Keempat perusahaan tersebut adalah Grup Wilmar (29,3 persen), Grup Musim Mas (27,6 persen), Grup Indofood (18 persen), dan Grup Sinarmas (9,8 persen)
Keempat perusahaan tersebut memiliki perkebunan kelapa sawit yang menjadi bahan baku minyak goreng. Kebun sawit mereka diduga menjadi pemasok sebagian besar bahan CPO minyak goreng di grup masing-masing.
Seperti yang diketahui, beberapa merek minyak goreng terkenal justru merupakan bagian dari grup di atas. Misalnya untuk Grup Wilmar, Wilmar menjual minyak goreng Sania, SIIP, Fortune, Sovia, Mahkota dan Goldie.

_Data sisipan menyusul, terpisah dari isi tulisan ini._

impl SqliteStore {
    /// Open or create the database at `path`.
    pub fn open(path: &Path) -> Result<Self> {
        let conn = Connection::open(path).map_err(db_err)?;
        // WAL keeps template/settings reads cheap while a send writes
        conn.execute_batch("PRAGMA journal_mode=WAL;").ok();
        let store = Self {
            conn: Mutex::new(conn),
        };
        store.migrate()?;
        tracing::debug!("💾 SQLite store ready: {}", path.display());
        Ok(store)
    }

    /// In-memory database, mainly for tests and dry runs.
    pub fn open_in_memory() -> Result<Self> {
        let conn = Connection::open_in_memory().map_err(db_err)?;
        let store = Self {
            conn: Mutex::new(conn),
        };
        store.migrate()?;
        Ok(store)
    }

    fn migrate(&self) -> Result<()> {
        let conn = self.conn.lock().map_err(db_err)?;
        conn.execute_batch(
            "
            CREATE TABLE IF NOT EXISTS leads (
                id TEXT PRIMARY KEY,
                user_id TEXT NOT NULL,
                name TEXT NOT NULL DEFAULT '',
                email TEXT NOT NULL,
                company_name TEXT,
                company_review TEXT,
                owner_name TEXT,
                state TEXT NOT NULL DEFAULT 'inactive',
                stage TEXT NOT NULL DEFAULT 'called_once',
                email_status TEXT NOT NULL DEFAULT 'ready',
                email_retry_count INTEGER NOT NULL DEFAULT 0,
                email_failure_count INTEGER NOT NULL DEFAULT 0,
                next_scheduled_email TEXT,
                email_history TEXT NOT NULL DEFAULT '[]',
                email_errors TEXT NOT NULL DEFAULT '[]',
                created_at TEXT NOT NULL,
                updated_at TEXT NOT NULL
            );

            CREATE INDEX IF NOT EXISTS idx_leads_due
                ON leads(state, next_scheduled_email);

            CREATE TABLE IF NOT EXISTS email_templates (
                id TEXT PRIMARY KEY,
                user_id TEXT,                    -- NULL marks a global template
                stage TEXT NOT NULL,
                subject TEXT NOT NULL,
                html_content TEXT NOT NULL,
                text_content TEXT NOT NULL DEFAULT '',
                variables TEXT NOT NULL DEFAULT '[]',
                is_active INTEGER NOT NULL DEFAULT 1,
                timing TEXT NOT NULL,
                updated_at TEXT NOT NULL
            );

            CREATE INDEX IF NOT EXISTS idx_templates_lookup
                ON email_templates(user_id, stage, is_active);

            CREATE TABLE IF NOT EXISTS company_settings (
                user_id TEXT PRIMARY KEY,
                company_name TEXT NOT NULL DEFAULT '',
                sender_name TEXT NOT NULL DEFAULT '',
                sender_email TEXT NOT NULL DEFAULT '',
                website_url TEXT NOT NULL DEFAULT '',
                service TEXT NOT NULL DEFAULT '',
                industry TEXT NOT NULL DEFAULT '',
                email_timings TEXT NOT NULL DEFAULT '{}'
            );

            CREATE TABLE IF NOT EXISTS smtp_credentials (
                user_id TEXT PRIMARY KEY,
                host TEXT NOT NULL DEFAULT '',
                port INTEGER NOT NULL DEFAULT 587,
                username TEXT NOT NULL DEFAULT '',
                password TEXT NOT NULL DEFAULT ''
            );
        ",
        )
        .map_err(|e| LeadflowError::Database(format!("migration: {e}")))?;
        Ok(())
    }

    fn row_to_lead(row: &rusqlite::Row<'_>) -> rusqlite::Result<Lead> {
        let state: String = row.get("state")?;
        let stage: String = row.get("stage")?;
        let status: String = row.get("email_status")?;
        let history: String = row.get("email_history")?;
        let errors: String = row.get("email_errors")?;
        let next: Option<String> = row.get("next_scheduled_email")?;
        let created: String = row.get("created_at")?;
        let updated: String = row.get("updated_at")?;

        Ok(Lead {
            id: row.get("id")?,
            user_id: row.get("user_id")?,
            name: row.get("name")?,
            email: row.get("email")?,
            company_name: row.get("company_name")?,
            company_review: row.get("company_review")?,
            owner_name: row.get("owner_name")?,
            state: SequenceState::parse(&state),
            stage: Stage::from_key(&stage).unwrap_or_else(|_| Stage::first()),
            email_status: EmailStatus::parse(&status),
            email_retry_count: row.get("email_retry_count")?,
            email_failure_count: row.get("email_failure_count")?,
            next_scheduled_email: next.as_deref().map(parse_ts),
            email_history: serde_json::from_str(&history).unwrap_or_default(),
            email_errors: serde_json::from_str(&errors).unwrap_or_default(),
            created_at: parse_ts(&created),
            updated_at: parse_ts(&updated),
        })
    }

    fn row_to_template(row: &rusqlite::Row<'_>) -> rusqlite::Result<EmailTemplate> {
        let stage: String = row.get("stage")?;
        let variables: String = row.get("variables")?;
        let timing: String = row.get("timing")?;
        let updated: String = row.get("updated_at")?;

        Ok(EmailTemplate {
            id: row.get("id")?,
            user_id: row.get("user_id")?,
            stage: Stage::from_key(&stage).unwrap_or_else(|_| Stage::first()),
            subject: row.get("subject")?,
            html_content: row.get("html_content")?,
            text_content: row.get("text_content")?,
            variables: serde_json::from_str(&variables).unwrap_or_default(),
            is_active: row.get::<_, i64>("is_active")? != 0,
            timing: serde_json::from_str(&timing).unwrap_or_else(|_| {
                StageTiming::new(7, leadflow_core::settings::TimingUnit::Days, "")
            }),
            updated_at: parse_ts(&updated),
        })
    }

    /// Upsert a user's company settings.
    pub fn save_company_settings(&self, settings: &CompanySettings) -> Result<()> {
        let conn = self.conn.lock().map_err(db_err)?;
        let timings = serde_json::to_string(&settings.email_timings)
            .map_err(|e| LeadflowError::Database(format!("serialize timings: {e}")))?;
        conn.execute(
            "INSERT OR REPLACE INTO company_settings
             (user_id, company_name, sender_name, sender_email, website_url, service, industry, email_timings)
             VALUES (?1, ?2, ?3, ?4, ?5, ?6, ?7, ?8)",
            params![
                settings.user_id,
                settings.company_name,
                settings.sender_name,
                settings.sender_email,
                settings.website_url,
                settings.service,
                settings.industry,
                timings,
            ],
        )
        .map_err(db_err)?;
        Ok(())
    }

    /// Upsert a user's SMTP account.
    pub fn save_smtp_credentials(&self, user_id: &str, creds: &SmtpCredentials) -> Result<()> {
        let conn = self.conn.lock().map_err(db_err)?;
        conn.execute(
            "INSERT OR REPLACE INTO smtp_credentials (user_id, host, port, username, password)
             VALUES (?1, ?2, ?3, ?4, ?5)",
            params![user_id, creds.host, creds.port, creds.username, creds.password],
        )
        .map_err(db_err)?;
        Ok(())
    }

    /// Remove a stored template.
    pub fn delete_template(&self, id: &str) -> Result<()> {
        let conn = self.conn.lock().map_err(db_err)?;
        conn.execute("DELETE FROM email_templates WHERE id = ?1", [id])
            .map_err(db_err)?;
        Ok(())
    }
}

Grup Indofood memiliki produk minyak goreng Bimoli, Delima, dan Happy. Grup Musim Mas sendiri menjual produk minyak goreng bermerek Sunco, Amago, Tropical, dan Vioal. Sedangkan Sinarmas memiliki produk minyak gireng Filma.
Kekayaan konglomerat tersebut juga naik drastis, Martua Sitorus selaku orang di balik Wilmar kekayaannya naik drastis. Pada 2020, kekayaannya sebesar Rp. 20 triliun dan pada akhir 2021 menjadi Rp. 40 triliun.
Anthony salim sebagai orang terkaya melalui Indofood juga mengalami kenaikkan harta tinggi. Pada 2020, kekayaan Anthony Salim sebesar Rp. 84, 42 triliun dan pada akhir 2021 mencapai Rp. 121 triliun.
Bachtiar Karim selaku orang di balik Grup Musim Mas juga mengalami kenaikkan kekayaan yang tinggi. Dalam rentang waktu 2020-2021, kekayaannya menjadi Rp. 50 triliun dari sebelumnya Rp. 44,3 triliun.
Keluarga Eka Widjaya juga mengalami hal yang sama, pada akhir 2021 harta kekayaannya mencapai Rp. 138,8 triliun.
Jika benar ada indikasi kartel di balik harga minyak goreng, maka pemerintah seharusnya mengusutnya dengan cepat dan membawa ke jalur hukum.
Akan sangat memalukan jika negara justru takluk oleh segelintit orang saja, apalahi mafia. Untuk itu, jika memang benar adanya dugaan kartel ini harus dituntaskan apalagi jika ada indikasinya.